[RECORDS FOR THE EXERCISE]:
● ● ●

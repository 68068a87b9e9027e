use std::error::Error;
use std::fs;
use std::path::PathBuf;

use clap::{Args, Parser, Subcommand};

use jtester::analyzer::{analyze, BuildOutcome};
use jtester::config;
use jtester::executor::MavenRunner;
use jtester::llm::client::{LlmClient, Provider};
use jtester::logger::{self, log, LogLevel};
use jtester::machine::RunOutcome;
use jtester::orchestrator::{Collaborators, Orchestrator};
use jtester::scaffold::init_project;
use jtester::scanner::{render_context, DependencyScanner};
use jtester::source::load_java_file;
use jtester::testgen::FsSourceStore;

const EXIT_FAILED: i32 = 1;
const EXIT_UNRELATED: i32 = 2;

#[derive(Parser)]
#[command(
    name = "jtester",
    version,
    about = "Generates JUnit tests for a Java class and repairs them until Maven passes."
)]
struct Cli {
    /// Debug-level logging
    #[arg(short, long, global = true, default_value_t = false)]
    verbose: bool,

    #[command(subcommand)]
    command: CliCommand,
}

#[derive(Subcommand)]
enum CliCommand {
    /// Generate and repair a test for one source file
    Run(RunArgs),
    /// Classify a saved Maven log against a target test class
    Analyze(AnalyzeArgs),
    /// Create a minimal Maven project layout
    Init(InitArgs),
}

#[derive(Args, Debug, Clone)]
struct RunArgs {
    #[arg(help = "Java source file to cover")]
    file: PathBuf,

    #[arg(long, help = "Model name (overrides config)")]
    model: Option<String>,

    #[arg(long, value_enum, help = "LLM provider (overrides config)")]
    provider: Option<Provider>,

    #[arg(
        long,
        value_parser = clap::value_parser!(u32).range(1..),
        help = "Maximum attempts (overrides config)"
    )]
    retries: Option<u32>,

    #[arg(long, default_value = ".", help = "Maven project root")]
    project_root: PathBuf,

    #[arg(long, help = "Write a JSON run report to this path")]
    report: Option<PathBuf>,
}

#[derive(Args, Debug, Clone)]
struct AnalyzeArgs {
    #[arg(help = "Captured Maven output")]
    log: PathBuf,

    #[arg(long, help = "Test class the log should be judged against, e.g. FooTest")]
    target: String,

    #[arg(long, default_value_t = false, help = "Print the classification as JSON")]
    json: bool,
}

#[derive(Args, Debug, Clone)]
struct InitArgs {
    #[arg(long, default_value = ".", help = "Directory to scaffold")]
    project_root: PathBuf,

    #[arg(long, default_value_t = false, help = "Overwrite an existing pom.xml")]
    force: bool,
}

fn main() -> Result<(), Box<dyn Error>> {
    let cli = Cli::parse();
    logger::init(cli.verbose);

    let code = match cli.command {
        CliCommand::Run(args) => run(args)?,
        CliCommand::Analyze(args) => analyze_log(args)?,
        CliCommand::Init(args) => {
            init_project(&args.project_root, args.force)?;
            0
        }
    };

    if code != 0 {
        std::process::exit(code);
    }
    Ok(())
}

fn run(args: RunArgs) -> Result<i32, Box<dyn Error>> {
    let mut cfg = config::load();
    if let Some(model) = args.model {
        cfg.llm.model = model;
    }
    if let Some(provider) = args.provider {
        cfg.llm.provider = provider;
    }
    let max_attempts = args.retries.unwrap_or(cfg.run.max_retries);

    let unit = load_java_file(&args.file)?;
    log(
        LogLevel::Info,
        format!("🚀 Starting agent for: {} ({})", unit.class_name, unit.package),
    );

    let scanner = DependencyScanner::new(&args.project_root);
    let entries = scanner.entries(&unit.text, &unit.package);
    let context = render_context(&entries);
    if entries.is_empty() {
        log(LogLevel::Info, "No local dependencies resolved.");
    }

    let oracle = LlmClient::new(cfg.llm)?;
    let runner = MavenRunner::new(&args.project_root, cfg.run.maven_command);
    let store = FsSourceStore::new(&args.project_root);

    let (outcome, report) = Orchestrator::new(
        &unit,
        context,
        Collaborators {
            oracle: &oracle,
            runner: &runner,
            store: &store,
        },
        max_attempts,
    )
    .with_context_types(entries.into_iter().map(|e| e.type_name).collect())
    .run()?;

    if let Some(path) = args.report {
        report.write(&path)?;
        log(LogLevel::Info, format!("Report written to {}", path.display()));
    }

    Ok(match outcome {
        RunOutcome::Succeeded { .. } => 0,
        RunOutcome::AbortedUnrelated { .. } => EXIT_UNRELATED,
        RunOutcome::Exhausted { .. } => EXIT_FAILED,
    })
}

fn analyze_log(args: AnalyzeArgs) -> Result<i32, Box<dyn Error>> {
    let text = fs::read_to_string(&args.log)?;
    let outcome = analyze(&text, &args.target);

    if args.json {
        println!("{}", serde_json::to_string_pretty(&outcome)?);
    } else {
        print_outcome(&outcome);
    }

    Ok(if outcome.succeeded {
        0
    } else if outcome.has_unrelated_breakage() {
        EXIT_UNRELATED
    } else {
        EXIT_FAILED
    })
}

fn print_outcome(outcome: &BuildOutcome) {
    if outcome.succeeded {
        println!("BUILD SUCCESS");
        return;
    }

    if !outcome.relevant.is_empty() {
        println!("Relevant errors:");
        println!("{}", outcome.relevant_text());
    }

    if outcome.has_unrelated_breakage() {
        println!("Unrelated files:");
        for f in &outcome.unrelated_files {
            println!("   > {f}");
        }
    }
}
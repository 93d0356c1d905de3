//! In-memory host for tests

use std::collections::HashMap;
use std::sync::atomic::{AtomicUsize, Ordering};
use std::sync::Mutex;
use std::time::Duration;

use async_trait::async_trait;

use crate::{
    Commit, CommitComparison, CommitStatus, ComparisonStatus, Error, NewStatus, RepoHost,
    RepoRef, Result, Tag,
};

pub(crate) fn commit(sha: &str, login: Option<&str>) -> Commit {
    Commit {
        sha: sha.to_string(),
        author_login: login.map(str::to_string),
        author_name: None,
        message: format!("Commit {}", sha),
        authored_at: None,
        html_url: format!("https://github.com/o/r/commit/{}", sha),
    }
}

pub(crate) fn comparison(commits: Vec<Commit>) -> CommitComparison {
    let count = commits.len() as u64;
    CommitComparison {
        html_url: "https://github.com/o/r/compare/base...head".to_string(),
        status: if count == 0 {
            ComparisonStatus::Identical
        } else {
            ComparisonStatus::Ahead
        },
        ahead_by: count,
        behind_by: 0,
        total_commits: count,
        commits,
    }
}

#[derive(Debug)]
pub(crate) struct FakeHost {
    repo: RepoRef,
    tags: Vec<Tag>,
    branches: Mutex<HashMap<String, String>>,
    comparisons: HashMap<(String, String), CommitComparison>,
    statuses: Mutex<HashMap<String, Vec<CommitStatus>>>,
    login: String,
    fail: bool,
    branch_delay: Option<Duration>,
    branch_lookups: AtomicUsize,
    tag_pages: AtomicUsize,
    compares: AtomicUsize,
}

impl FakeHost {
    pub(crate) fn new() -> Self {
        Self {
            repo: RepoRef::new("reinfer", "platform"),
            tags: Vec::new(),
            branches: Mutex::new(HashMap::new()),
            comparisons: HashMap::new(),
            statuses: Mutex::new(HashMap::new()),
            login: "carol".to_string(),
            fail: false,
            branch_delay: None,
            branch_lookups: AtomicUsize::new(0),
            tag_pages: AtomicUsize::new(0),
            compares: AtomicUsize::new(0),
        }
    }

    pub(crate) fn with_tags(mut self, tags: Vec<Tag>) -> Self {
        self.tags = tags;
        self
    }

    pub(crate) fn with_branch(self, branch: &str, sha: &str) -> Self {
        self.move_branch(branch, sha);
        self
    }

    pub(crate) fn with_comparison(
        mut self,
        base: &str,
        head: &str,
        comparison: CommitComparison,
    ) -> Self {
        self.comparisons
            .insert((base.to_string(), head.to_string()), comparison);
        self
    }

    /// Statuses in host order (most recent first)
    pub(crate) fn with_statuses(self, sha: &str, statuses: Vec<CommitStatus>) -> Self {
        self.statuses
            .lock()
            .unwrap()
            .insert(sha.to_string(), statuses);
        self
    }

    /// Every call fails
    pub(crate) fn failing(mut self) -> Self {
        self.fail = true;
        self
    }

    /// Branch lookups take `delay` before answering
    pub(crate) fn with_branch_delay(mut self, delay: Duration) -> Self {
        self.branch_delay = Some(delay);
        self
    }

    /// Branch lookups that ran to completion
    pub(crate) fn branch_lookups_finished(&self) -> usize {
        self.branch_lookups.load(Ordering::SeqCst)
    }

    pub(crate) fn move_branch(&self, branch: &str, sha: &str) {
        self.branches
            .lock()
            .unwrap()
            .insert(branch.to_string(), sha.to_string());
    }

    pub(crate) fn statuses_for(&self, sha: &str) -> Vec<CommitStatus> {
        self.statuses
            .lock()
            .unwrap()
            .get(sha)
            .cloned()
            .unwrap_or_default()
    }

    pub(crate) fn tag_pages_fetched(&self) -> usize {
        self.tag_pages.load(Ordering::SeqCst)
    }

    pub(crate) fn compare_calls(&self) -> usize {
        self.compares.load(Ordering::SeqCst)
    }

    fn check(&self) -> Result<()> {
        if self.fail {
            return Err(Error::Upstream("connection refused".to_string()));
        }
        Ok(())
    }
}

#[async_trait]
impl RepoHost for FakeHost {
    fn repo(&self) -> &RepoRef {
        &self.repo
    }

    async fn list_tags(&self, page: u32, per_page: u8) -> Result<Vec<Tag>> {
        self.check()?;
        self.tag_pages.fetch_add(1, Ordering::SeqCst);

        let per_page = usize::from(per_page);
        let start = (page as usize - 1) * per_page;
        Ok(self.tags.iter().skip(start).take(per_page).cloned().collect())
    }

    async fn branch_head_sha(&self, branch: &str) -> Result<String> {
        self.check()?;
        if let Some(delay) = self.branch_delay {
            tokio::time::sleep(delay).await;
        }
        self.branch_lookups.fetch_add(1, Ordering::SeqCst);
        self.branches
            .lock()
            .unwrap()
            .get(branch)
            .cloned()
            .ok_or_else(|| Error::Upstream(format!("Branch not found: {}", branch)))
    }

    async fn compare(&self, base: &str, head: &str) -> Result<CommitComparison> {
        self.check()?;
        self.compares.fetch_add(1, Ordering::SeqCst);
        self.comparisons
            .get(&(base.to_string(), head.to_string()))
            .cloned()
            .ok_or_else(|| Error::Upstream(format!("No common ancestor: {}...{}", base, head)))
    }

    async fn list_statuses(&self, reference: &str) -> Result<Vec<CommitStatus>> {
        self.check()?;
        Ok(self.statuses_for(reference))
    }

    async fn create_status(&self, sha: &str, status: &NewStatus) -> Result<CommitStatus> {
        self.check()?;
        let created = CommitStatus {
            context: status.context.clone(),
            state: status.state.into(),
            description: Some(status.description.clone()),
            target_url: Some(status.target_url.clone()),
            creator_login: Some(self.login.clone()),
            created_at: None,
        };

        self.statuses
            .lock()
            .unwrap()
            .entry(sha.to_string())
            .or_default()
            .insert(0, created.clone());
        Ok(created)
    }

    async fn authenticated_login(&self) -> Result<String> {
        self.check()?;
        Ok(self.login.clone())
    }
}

● ● ●

[EXERCISE AIM]: From the records above, return each line that has the string "LlmClient".

[ANSWER SECTION]:
use jtester::llm::client::{LlmClient, Provider};
    let oracle = LlmClient::new(cfg.llm)?;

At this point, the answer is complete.